(Dataset entries)
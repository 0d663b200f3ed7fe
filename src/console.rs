use std::io::{self, BufRead, Write};

use crate::grades::{ClassStatistics, SUBJECTS};
use crate::student::StudentRecord;

/// Prompt/print surface for the interactive session, generic over the byte
/// streams so tests can drive it with in-memory buffers. Numeric prompts
/// re-prompt until a valid value is supplied; EOF surfaces as an error and
/// ends the session.
pub struct Console<R, W> {
    input: R,
    output: W,
}

impl<R: BufRead, W: Write> Console<R, W> {
    pub fn new(input: R, output: W) -> Self {
        Self { input, output }
    }

    fn read_line(&mut self) -> io::Result<String> {
        let mut line = String::new();
        let n = self.input.read_line(&mut line)?;
        if n == 0 {
            return Err(io::Error::new(
                io::ErrorKind::UnexpectedEof,
                "input stream closed",
            ));
        }
        Ok(line.trim().to_string())
    }

    pub fn prompt_line(&mut self, prompt: &str) -> io::Result<String> {
        write!(self.output, "{prompt}")?;
        self.output.flush()?;
        self.read_line()
    }

    pub fn prompt_nonempty(&mut self, prompt: &str) -> io::Result<String> {
        loop {
            let value = self.prompt_line(prompt)?;
            if !value.is_empty() {
                return Ok(value);
            }
            self.print_error("Input cannot be empty.")?;
        }
    }

    pub fn prompt_u32(&mut self, prompt: &str) -> io::Result<u32> {
        loop {
            let raw = self.prompt_line(prompt)?;
            match raw.parse() {
                Ok(v) => return Ok(v),
                Err(_) => self.print_error("Please enter a whole number.")?,
            }
        }
    }

    pub fn prompt_f64(&mut self, prompt: &str) -> io::Result<f64> {
        loop {
            let raw = self.prompt_line(prompt)?;
            match raw.parse() {
                Ok(v) => return Ok(v),
                Err(_) => self.print_error("Please enter a number.")?,
            }
        }
    }

    /// Re-prompts until the score is within [0, 100].
    pub fn prompt_score(&mut self, subject: &str) -> io::Result<f64> {
        loop {
            let value = self.prompt_f64(&format!("{subject} score: "))?;
            if crate::grades::is_valid_score(value) {
                return Ok(value);
            }
            self.print_error("Invalid score! Score must be between 0-100.")?;
        }
    }

    /// Menu selections are bounded integers 1..=max.
    pub fn prompt_menu_choice(&mut self, max: usize) -> io::Result<usize> {
        loop {
            let choice = self.prompt_u32(&format!("Enter choice (1-{max}): "))? as usize;
            if (1..=max).contains(&choice) {
                return Ok(choice);
            }
            self.print_error(&format!("Please choose between 1 and {max}."))?;
        }
    }

    pub fn confirm(&mut self, prompt: &str) -> io::Result<bool> {
        let answer = self.prompt_line(prompt)?.to_ascii_lowercase();
        Ok(answer == "yes" || answer == "y")
    }

    pub fn ask_continue(&mut self) -> io::Result<bool> {
        self.confirm("Continue? (y/n): ")
    }

    pub fn print_header(&mut self, title: &str) -> io::Result<()> {
        writeln!(self.output)?;
        writeln!(self.output, "========================================")?;
        writeln!(self.output, "  {title}")?;
        writeln!(self.output, "========================================")?;
        Ok(())
    }

    pub fn print_menu(&mut self, items: &[&str]) -> io::Result<()> {
        for (i, item) in items.iter().enumerate() {
            writeln!(self.output, "  {}. {item}", i + 1)?;
        }
        Ok(())
    }

    pub fn print_info(&mut self, message: &str) -> io::Result<()> {
        writeln!(self.output, "[INFO] {message}")
    }

    pub fn print_success(&mut self, message: &str) -> io::Result<()> {
        writeln!(self.output, "[OK] {message}")
    }

    pub fn print_warning(&mut self, message: &str) -> io::Result<()> {
        writeln!(self.output, "[WARN] {message}")
    }

    pub fn print_error(&mut self, message: &str) -> io::Result<()> {
        writeln!(self.output, "[ERROR] {message}")
    }

    pub fn print_table(&mut self, records: &[&StudentRecord]) -> io::Result<()> {
        writeln!(
            self.output,
            "{:<10} {:<24} {:>4} {:>8} {:>6} {:>4} {:>6}",
            "ID", "Name", "Age", "Average", "Grade", "GPA", "Remark"
        )?;
        writeln!(self.output, "{}", "-".repeat(68))?;
        for r in records {
            writeln!(
                self.output,
                "{:<10} {:<24} {:>4} {:>8.2} {:>6} {:>4.1} {:>6}",
                r.id(),
                r.name,
                r.age,
                r.average(),
                r.letter_grade(),
                r.gpa(),
                r.remark()
            )?;
        }
        Ok(())
    }

    pub fn print_details(&mut self, record: &StudentRecord) -> io::Result<()> {
        writeln!(self.output, "Student ID   : {}", record.id())?;
        writeln!(self.output, "Name         : {}", record.name)?;
        writeln!(self.output, "Age          : {}", record.age)?;
        writeln!(self.output, "Gender       : {}", record.gender)?;
        writeln!(self.output, "Date of Birth: {}", record.date_of_birth)?;
        writeln!(self.output, "Email        : {}", record.email)?;
        for (subject, score) in SUBJECTS.iter().zip(record.scores()) {
            writeln!(self.output, "  {subject:<18} {score:>6.1}")?;
        }
        writeln!(self.output, "Average      : {:.2}", record.average())?;
        writeln!(self.output, "Letter Grade : {}", record.letter_grade())?;
        writeln!(self.output, "GPA          : {:.1}", record.gpa())?;
        writeln!(self.output, "Remark       : {}", record.remark())?;
        Ok(())
    }

    pub fn print_statistics(&mut self, stats: &ClassStatistics) -> io::Result<()> {
        writeln!(self.output, "Total Students  : {}", stats.count)?;
        writeln!(self.output, "Passing Students: {}", stats.passing_count)?;
        writeln!(self.output, "Pass Rate       : {:.2}%", stats.pass_rate_percent)?;
        writeln!(self.output, "Class Average   : {:.2}", stats.class_average)?;
        Ok(())
    }
}

#[cfg(test)]
mod tests {
    use super::*;
    use std::io::Cursor;

    fn console(input: &str) -> Console<Cursor<Vec<u8>>, Vec<u8>> {
        Console::new(Cursor::new(input.as_bytes().to_vec()), Vec::new())
    }

    #[test]
    fn prompt_score_reprompts_until_valid() {
        let mut c = console("150\n-3\nabc\n88.5\n");
        let score = c.prompt_score("Mathematics").expect("score");
        assert_eq!(score, 88.5);
    }

    #[test]
    fn menu_choice_rejects_out_of_bounds() {
        let mut c = console("0\n9\n3\n");
        assert_eq!(c.prompt_menu_choice(8).expect("choice"), 3);
    }

    #[test]
    fn eof_is_an_error_not_a_spin() {
        let mut c = console("");
        assert!(c.prompt_line("x: ").is_err());
    }

    #[test]
    fn confirm_accepts_yes_variants() {
        let mut c = console("YES\n");
        assert!(c.confirm("? ").expect("confirm"));
        let mut c = console("no\n");
        assert!(!c.confirm("? ").expect("confirm"));
    }
}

## Aim of the exercise
The word "records" appears in some of the lines above. Copy those lines.

## Response to this exercise
    pub fn print_table(&mut self, records: &[&StudentRecord]) -> io::Result<()> {
        for r in records {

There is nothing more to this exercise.